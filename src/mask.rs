//! Masking engine: rewrites sensitive values before a record reaches the
//! log sink.
//!
//! Two rule sources run over the same text in a fixed order: endpoint rules
//! (structural, field-name based) first, then the global rules compiled from
//! [`RequestLoggingProperties`]. Both passes are plain regex substitutions,
//! so a later pass may further transform content already rewritten by an
//! earlier one; that ordering is deliberate and covered by tests.
//!
//! Masking is best-effort by contract: malformed rules are skipped and no
//! code path here can abort a log record.

use crate::properties::{PropertiesError, RequestLoggingProperties};
use regex::{NoExpand, Regex};

const DEFAULT_REPLACEMENT: &str = "***";

/// A per-endpoint structural masking rule, parsed from a
/// `field:pattern:replacement` triple.
///
/// The match is structural: a JSON-style assignment `"field":"<value>"` is
/// rewritten to `"field":"<replacement>"`. The field name is escaped so the
/// rule cannot fire inside a longer field name, and the middle `pattern`
/// component is accepted for compatibility but does not drive the match.
#[derive(Clone, Debug)]
pub struct MaskRule {
    field: String,
    regex: Regex,
    rendered: String,
}

impl MaskRule {
    /// Parse a rule triple. Returns `None` for malformed specs (fewer than
    /// two components or an empty field name); callers skip those silently.
    pub fn parse(spec: &str) -> Option<Self> {
        let mut parts = spec.splitn(3, ':');
        let field = parts.next()?;
        parts.next()?;
        let replacement = parts.next().unwrap_or(DEFAULT_REPLACEMENT);
        if field.is_empty() {
            return None;
        }
        Some(Self::structural(field, replacement))
    }

    /// Build a structural rule for `field` directly.
    pub fn structural(field: &str, replacement: &str) -> Self {
        let regex = Regex::new(&format!("\"{}\":\"[^\"]*\"", regex::escape(field)))
            .expect("escaped field pattern always compiles");
        Self {
            field: field.to_string(),
            regex,
            rendered: format!("\"{field}\":\"{replacement}\""),
        }
    }

    /// The field name this rule covers.
    pub fn field(&self) -> &str {
        &self.field
    }

    fn apply(&self, content: &str) -> (String, usize) {
        let hits = self.regex.find_iter(content).count();
        if hits == 0 {
            return (content.to_string(), 0);
        }
        (
            self.regex
                .replace_all(content, NoExpand(&self.rendered))
                .into_owned(),
            hits,
        )
    }
}

/// Result of one masking pass: the rewritten text and how many
/// substitutions were made (reported to the metrics collaborator).
#[derive(Debug, Clone, PartialEq, Eq)]
pub struct MaskOutcome {
    /// The redacted text.
    pub text: String,
    /// Number of substitutions across all rules.
    pub masked: usize,
}

/// Compiled global masking rules.
///
/// Built once from validated properties; recompiled only when the runtime
/// configuration surface changes `mask_fields`. Cheap to clone (compiled
/// regexes are reference-counted).
#[derive(Clone, Default)]
pub struct Masker {
    field_rules: Vec<MaskRule>,
    global_rules: Vec<(Regex, String)>,
}

impl Masker {
    /// Compile the masker from properties. Fails on a regex that does not
    /// compile, mirroring [`RequestLoggingProperties::validate`].
    pub fn compile(properties: &RequestLoggingProperties) -> Result<Self, PropertiesError> {
        let field_rules = properties
            .mask_field_names()
            .iter()
            .map(|field| MaskRule::structural(field, DEFAULT_REPLACEMENT))
            .collect();

        let mut global_rules = Vec::new();
        for rule in &properties.masking_patterns {
            // Misconfigured rule, not an error.
            if rule.pattern.is_empty() || rule.replacement.is_empty() {
                continue;
            }
            let regex = Regex::new(&rule.pattern).map_err(|source| {
                PropertiesError::InvalidPattern {
                    pattern: rule.pattern.clone(),
                    source,
                }
            })?;
            global_rules.push((regex, rule.replacement.clone()));
        }

        Ok(Self {
            field_rules,
            global_rules,
        })
    }

    /// Redact `content`, endpoint rules first, then the global rules.
    pub fn mask(&self, content: &str, endpoint_rules: &[MaskRule]) -> MaskOutcome {
        if content.is_empty() {
            return MaskOutcome {
                text: String::new(),
                masked: 0,
            };
        }

        let mut text = content.to_string();
        let mut masked = 0;

        for rule in endpoint_rules {
            let (next, hits) = rule.apply(&text);
            text = next;
            masked += hits;
        }

        let outcome = self.apply_global(&text);
        MaskOutcome {
            text: outcome.text,
            masked: masked + outcome.masked,
        }
    }

    /// Key-masking mode for parameter names and values: the global rules
    /// only, applied to one key or one value at a time. Kept separate from
    /// the structural body path on purpose; the two modes behave differently
    /// and are tested independently.
    pub fn mask_parameter(&self, text: &str) -> MaskOutcome {
        if text.is_empty() {
            return MaskOutcome {
                text: String::new(),
                masked: 0,
            };
        }
        self.apply_global(text)
    }

    fn apply_global(&self, content: &str) -> MaskOutcome {
        let mut text = content.to_string();
        let mut masked = 0;

        for rule in &self.field_rules {
            let (next, hits) = rule.apply(&text);
            text = next;
            masked += hits;
        }

        for (regex, replacement) in &self.global_rules {
            let hits = regex.find_iter(&text).count();
            if hits > 0 {
                text = regex.replace_all(&text, replacement.as_str()).into_owned();
                masked += hits;
            }
        }

        MaskOutcome { text, masked }
    }
}

/// Shared handle to the compiled masker.
///
/// Requests clone the current masker (compiled regexes are reference
/// counted); the runtime configuration surface swaps in a recompiled one
/// when `mask_fields` changes.
#[derive(Clone, Default)]
pub struct SharedMasker {
    inner: std::sync::Arc<std::sync::RwLock<Masker>>,
}

impl SharedMasker {
    /// Wrap a compiled masker.
    pub fn new(masker: Masker) -> Self {
        Self {
            inner: std::sync::Arc::new(std::sync::RwLock::new(masker)),
        }
    }

    /// Clone the current masker.
    pub fn current(&self) -> Masker {
        self.inner
            .read()
            .unwrap_or_else(|e| e.into_inner())
            .clone()
    }

    /// Swap in a recompiled masker.
    pub fn replace(&self, masker: Masker) {
        *self.inner.write().unwrap_or_else(|e| e.into_inner()) = masker;
    }
}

********************

Repeat exactly the lines above, starting with the first line of the records and finishing with the line holding "rules compiled from". Add no other line.

:: Task result ::
filename src/mask.rs
//! Masking engine: rewrites sensitive values before a record reaches the
//! log sink.
//!
//! Two rule sources run over the same text in a fixed order: endpoint rules
//! (structural, field-name based) first, then the global rules compiled from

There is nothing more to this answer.